◆ Exercise objective: When the line containing "const FIXED_OPEX_ASSUMPTION: Rate" appears in the data below, begin copying there and stop only after the line containing "two records have".

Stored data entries
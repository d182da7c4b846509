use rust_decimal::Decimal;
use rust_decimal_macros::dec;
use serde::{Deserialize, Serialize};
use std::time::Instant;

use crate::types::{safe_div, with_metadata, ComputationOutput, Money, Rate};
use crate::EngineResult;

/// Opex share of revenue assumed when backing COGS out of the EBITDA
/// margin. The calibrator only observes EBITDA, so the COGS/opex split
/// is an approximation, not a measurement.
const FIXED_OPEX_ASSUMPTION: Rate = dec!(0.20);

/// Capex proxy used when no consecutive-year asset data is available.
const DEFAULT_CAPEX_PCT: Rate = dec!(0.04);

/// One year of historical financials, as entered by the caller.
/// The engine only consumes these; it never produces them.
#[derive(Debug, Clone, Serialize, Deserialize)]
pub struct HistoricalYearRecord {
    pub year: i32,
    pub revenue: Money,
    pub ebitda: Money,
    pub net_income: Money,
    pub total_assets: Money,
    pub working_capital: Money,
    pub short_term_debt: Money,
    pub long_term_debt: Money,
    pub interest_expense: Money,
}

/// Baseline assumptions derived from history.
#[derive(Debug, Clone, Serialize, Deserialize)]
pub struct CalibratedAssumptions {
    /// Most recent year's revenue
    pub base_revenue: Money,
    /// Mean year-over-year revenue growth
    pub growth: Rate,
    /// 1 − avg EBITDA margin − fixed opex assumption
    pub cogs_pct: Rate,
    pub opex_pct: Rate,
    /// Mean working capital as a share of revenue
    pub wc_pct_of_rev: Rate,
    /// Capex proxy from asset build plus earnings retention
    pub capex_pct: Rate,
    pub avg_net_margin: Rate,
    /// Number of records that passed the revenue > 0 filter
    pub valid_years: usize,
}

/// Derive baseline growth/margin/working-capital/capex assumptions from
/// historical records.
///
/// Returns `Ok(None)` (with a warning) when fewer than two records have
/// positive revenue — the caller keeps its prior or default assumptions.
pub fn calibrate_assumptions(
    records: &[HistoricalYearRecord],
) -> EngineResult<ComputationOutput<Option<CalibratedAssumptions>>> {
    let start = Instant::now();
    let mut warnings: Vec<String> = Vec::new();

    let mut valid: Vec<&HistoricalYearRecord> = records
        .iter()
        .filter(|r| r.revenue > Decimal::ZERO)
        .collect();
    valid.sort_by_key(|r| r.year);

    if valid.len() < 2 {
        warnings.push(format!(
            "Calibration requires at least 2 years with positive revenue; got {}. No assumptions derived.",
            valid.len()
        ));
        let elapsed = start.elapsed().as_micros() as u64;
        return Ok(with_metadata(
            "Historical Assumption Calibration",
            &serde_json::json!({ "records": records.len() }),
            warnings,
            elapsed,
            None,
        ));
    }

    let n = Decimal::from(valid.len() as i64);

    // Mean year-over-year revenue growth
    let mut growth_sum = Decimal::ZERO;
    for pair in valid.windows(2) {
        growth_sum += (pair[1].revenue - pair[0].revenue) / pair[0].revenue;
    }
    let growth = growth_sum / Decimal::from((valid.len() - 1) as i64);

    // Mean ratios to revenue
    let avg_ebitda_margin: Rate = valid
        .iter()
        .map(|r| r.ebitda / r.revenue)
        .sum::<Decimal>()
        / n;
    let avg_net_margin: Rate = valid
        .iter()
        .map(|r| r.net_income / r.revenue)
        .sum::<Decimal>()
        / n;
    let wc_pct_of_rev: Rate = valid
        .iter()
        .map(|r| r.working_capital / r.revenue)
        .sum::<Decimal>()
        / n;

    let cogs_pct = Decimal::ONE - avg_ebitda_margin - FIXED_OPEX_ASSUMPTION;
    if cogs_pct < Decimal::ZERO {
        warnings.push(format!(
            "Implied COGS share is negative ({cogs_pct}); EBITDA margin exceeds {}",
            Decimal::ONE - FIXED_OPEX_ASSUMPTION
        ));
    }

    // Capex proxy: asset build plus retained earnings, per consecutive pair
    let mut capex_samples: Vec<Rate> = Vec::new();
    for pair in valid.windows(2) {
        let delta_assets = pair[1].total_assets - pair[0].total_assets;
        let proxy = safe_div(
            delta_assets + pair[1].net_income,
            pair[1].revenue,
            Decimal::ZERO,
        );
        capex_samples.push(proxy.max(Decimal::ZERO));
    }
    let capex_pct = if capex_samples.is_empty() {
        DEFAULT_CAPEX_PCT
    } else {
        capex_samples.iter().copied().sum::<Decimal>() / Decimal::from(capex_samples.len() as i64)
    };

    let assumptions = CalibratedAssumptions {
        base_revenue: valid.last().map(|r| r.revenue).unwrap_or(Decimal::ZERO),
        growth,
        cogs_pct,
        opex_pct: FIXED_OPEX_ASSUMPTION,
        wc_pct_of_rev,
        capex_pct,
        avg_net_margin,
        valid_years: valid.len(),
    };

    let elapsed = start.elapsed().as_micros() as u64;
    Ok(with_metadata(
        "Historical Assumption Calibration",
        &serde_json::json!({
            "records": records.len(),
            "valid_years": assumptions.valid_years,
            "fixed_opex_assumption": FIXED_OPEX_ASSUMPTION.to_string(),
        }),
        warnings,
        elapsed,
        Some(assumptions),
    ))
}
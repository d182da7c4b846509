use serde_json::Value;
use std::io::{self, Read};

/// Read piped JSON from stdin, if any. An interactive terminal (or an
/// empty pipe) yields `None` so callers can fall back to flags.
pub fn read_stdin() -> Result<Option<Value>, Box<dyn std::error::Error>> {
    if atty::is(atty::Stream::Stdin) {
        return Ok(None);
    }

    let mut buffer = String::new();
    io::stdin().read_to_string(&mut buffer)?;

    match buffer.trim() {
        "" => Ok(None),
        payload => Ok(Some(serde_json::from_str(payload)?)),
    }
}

◆ Final answer:
const FIXED_OPEX_ASSUMPTION: Rate = dec!(0.20);

/// Capex proxy used when no consecutive-year asset data is available.
const DEFAULT_CAPEX_PCT: Rate = dec!(0.04);

/// One year of historical financials, as entered by the caller.
/// The engine only consumes these; it never produces them.
#[derive(Debug, Clone, Serialize, Deserialize)]
pub struct HistoricalYearRecord {
    pub year: i32,
    pub revenue: Money,
    pub ebitda: Money,
    pub net_income: Money,
    pub total_assets: Money,
    pub working_capital: Money,
    pub short_term_debt: Money,
    pub long_term_debt: Money,
    pub interest_expense: Money,
}

/// Baseline assumptions derived from history.
#[derive(Debug, Clone, Serialize, Deserialize)]
pub struct CalibratedAssumptions {
    /// Most recent year's revenue
    pub base_revenue: Money,
    /// Mean year-over-year revenue growth
    pub growth: Rate,
    /// 1 − avg EBITDA margin − fixed opex assumption
    pub cogs_pct: Rate,
    pub opex_pct: Rate,
    /// Mean working capital as a share of revenue
    pub wc_pct_of_rev: Rate,
    /// Capex proxy from asset build plus earnings retention
    pub capex_pct: Rate,
    pub avg_net_margin: Rate,
    /// Number of records that passed the revenue > 0 filter
    pub valid_years: usize,
}

/// Derive baseline growth/margin/working-capital/capex assumptions from
/// historical records.
///
/// Returns `Ok(None)` (with a warning) when fewer than two records have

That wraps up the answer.